Theoretical Design of Broadband Tunable Nanograting-Coupled Fiber-Optic Surface Plasmon Resonance For Advanced Sensing

Fiber-optic surface plasmon resonance (FOSPR) technology has drawn considerable attention to the label-free biosensing field. Currently, all FOSPR sensing devices capitalizing on flat plasmonic film are only performed on the fiber sidewalls, and demonstrated in a limited wavelength range, which is unfavorable to broaden their practical sensing application. Here, we develop and theoretically demonstrate an effective alternative for the realization of SPR on a flat gold film achieved on the end facet of optical fiber through the diffracting coupling of nanograting. This enables the consecutively adjustment of operating wavelength over a broad spectral range from visible (650 nm) to near-infrared light (1550 nm) through modulating the nanograting period.
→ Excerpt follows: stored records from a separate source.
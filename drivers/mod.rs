//! Device and driver-binding framework
//!
//! A small device-tree-flavored registry: devices carry a `compatible`
//! string list, a handful of resources and integer properties, and an
//! opaque driver-data slot; drivers match by compatible string and are
//! scored, Linux-probe-style, so the best match wins (§4.6, §6).

use alloc::sync::Arc;
use alloc::string::String;
use core::any::Any;

use crate::kcore::sync::SpinLock;
use crate::Result;

pub mod platform;

/// Device type identifier. Most of this crate only ever registers
/// `InterruptController` devices, but the registry itself is generic.
#[derive(Debug, Clone, Copy, PartialEq, Eq)]
pub enum DeviceType {
    Unknown,
    Platform,
    InterruptController,
}

/// Device resource types (§6: `device_get_resource`).
#[derive(Debug, Clone, Copy, PartialEq, Eq)]
pub enum ResourceType {
    /// Memory-mapped I/O region.
    Mem,
    /// IRQ resource.
    Irq,
}

/// A single device resource: an address or number range.
#[derive(Debug, Clone)]
pub struct DeviceResource {
    pub resource_type: ResourceType,
    pub start: u64,
    pub end: u64,
    pub name: String,
}

impl DeviceResource {
    pub fn new(resource_type: ResourceType, start: u64, end: u64, name: &str) -> Self {
        Self {
            resource_type,
            start,
            end,
            name: name.into(),
        }
    }

    pub fn size(&self) -> u64 {
        if self.start <= self.end {
            self.end - self.start + 1
        } else {
            0
        }
    }
}

/// A device-tree-bound device: a name, a compatible-string list, its
/// resources, a small integer property table, and an opaque slot for
/// whatever the bound driver wants to stash there.
pub struct Device {
    name: String,
    compatible: alloc::vec::Vec<String>,
    resources: alloc::vec::Vec<DeviceResource>,
    properties: alloc::vec::Vec<(String, u32)>,
    driver_data: SpinLock<Option<Arc<dyn Any + Send + Sync>>>,
}

impl Device {
    pub fn new(name: &str, compatible: &[&str]) -> Self {
        Self {
            name: name.into(),
            compatible: compatible.iter().map(|s| String::from(*s)).collect(),
            resources: alloc::vec::Vec::new(),
            properties: alloc::vec::Vec::new(),
            driver_data: SpinLock::new(None),
        }
    }

    pub fn name(&self) -> &str {
        &self.name
    }

    pub fn compatible(&self) -> &[String] {
        &self.compatible
    }

    pub fn is_compatible_with(&self, needle: &str) -> bool {
        self.compatible.iter().any(|c| c == needle)
    }

    pub fn add_resource(&mut self, resource: DeviceResource) {
        self.resources.push(resource);
    }

    /// `device_get_resource(dev, type, index)`: the `index`-th resource of
    /// `resource_type`, if any.
    pub fn get_resource(&self, resource_type: ResourceType, index: usize) -> Option<&DeviceResource> {
        self.resources
            .iter()
            .filter(|r| r.resource_type == resource_type)
            .nth(index)
    }

    pub fn set_property_u32(&mut self, key: &str, value: u32) {
        self.properties.push((key.into(), value));
    }

    /// `device_get_property_u32(dev, key, default)`.
    pub fn get_property_u32(&self, key: &str, default: u32) -> u32 {
        self.properties
            .iter()
            .find(|(k, _)| k == key)
            .map(|(_, v)| *v)
            .unwrap_or(default)
    }

    /// `device_set_driver_data(dev, ptr)`.
    pub fn set_driver_data<T: Any + Send + Sync>(&self, data: Arc<T>) {
        *self.driver_data.lock() = Some(data as Arc<dyn Any + Send + Sync>);
    }

    /// Retrieve driver data previously stashed with `set_driver_data`,
    /// downcast to `T`.
    pub fn driver_data<T: Any + Send + Sync>(&self) -> Option<Arc<T>> {
        self.driver_data
            .lock()
            .as_ref()
            .and_then(|d| d.clone().downcast::<T>().ok())
    }
}

/// Probe returned no match.
pub const PROBE_SCORE_NONE: u32 = 0;
/// Probe returned an exact compatible-string match.
pub const PROBE_SCORE_EXACT: u32 = 100;

/// Driver-binding interface (§4.6, §6). Unlike a generic `DeviceOps`
/// trait-object model, binding here is purely compatible-string driven:
/// the registry asks every registered driver to score a device and binds
/// the highest scorer.
pub trait Driver: Send + Sync {
    /// Driver name.
    fn name(&self) -> &'static str;

    /// Score this device, 0 meaning "no match". `PROBE_SCORE_EXACT` is the
    /// conventional score for a compatible-string hit.
    fn probe(&self, device: &Device) -> u32;

    /// Bind the driver to a device that scored above zero.
    fn attach(&self, device: &Device) -> Result<()>;

    /// Unbind. IMSIC's driver always fails this (§4.6); the default here
    /// does too, since "detach" is meaningless for process-lifetime
    /// singleton hardware in general.
    fn detach(&self, device: &Device) -> Result<()> {
        let _ = device;
        Err(crate::Error::Driver(Error::NotSupported))
    }
}

/// Driver-subsystem error type.
#[derive(Debug, Clone, Copy, PartialEq, Eq)]
pub enum Error {
    /// No registered driver scored above zero for this device.
    NoMatchingDriver,
    /// Missing hardware resource (e.g. no MMIO region).
    MissingResource,
    /// The primary controller is already initialized (§4.5 singleton).
    AlreadyInitialized,
    /// The operation is not supported by this driver (e.g. detach).
    NotSupported,
}

/// Registry of devices and the drivers bound to them.
pub struct DeviceManager {
    devices: SpinLock<alloc::vec::Vec<Arc<Device>>>,
    drivers: SpinLock<alloc::vec::Vec<Arc<dyn Driver>>>,
}

impl DeviceManager {
    pub const fn new() -> Self {
        Self {
            devices: SpinLock::new(alloc::vec::Vec::new()),
            drivers: SpinLock::new(alloc::vec::Vec::new()),
        }
    }

    pub fn register_device(&self, device: Arc<Device>) {
        crate::info!("registered device '{}'", device.name());
        self.devices.lock().push(device);
    }

    pub fn register_driver(&self, driver: Arc<dyn Driver>) {
        crate::info!("registered driver '{}'", driver.name());
        self.drivers.lock().push(driver);
    }

    /// Probe every registered device against every registered driver, and
    /// attach the best-scoring match (ties broken by registration order),
    /// per the early-priority built-in module hook described in §4.6.
    pub fn probe_and_bind(&self) -> Result<()> {
        let devices = self.devices.lock();
        let drivers = self.drivers.lock();

        for device in devices.iter() {
            let best = drivers
                .iter()
                .map(|d| (d.probe(device), d))
                .filter(|(score, _)| *score > PROBE_SCORE_NONE)
                .max_by_key(|(score, _)| *score);

            match best {
                Some((_, driver)) => {
                    crate::info!("binding device '{}' to driver '{}'", device.name(), driver.name());
                    driver.attach(device)?;
                }
                None => {
                    crate::debug!("no driver matched device '{}'", device.name());
                }
            }
        }

        Ok(())
    }
}

impl Default for DeviceManager {
    fn default() -> Self {
        Self::new()
    }
}

/// Global device manager instance.
static DEVICE_MANAGER: DeviceManager = DeviceManager::new();

/// Get the global device manager.
pub fn manager() -> &'static DeviceManager {
    &DEVICE_MANAGER
}

/// Initialize the device management subsystem.
pub fn init() -> Result<()> {
    crate::info!("initializing device management");
    platform::init()?;
    Ok(())
}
The sensing performances of the proposed nanograting-coupled FOSPR sensors with different specified resonance wavelengths are numerically investigated from two aspects of bulk refractive index and surface sensitivities. As a result, the highest bulk refractive index sensitivity of 1163 nm/RIU is obtained at the operating wavelength of 1550 nm and the optimal surface sensitivity is dependent on the location away from top surface of structure. The dependence of incident polarization direction on the sensing performances of the proposed structure are also explored. Due to the ease of adjustment of operating wavelength and compact integration on the end facet, this sensing platform can further extend the utility of FOSPR sensing technology in the practical application fields of disease diagnosis, environment monitoring, etc.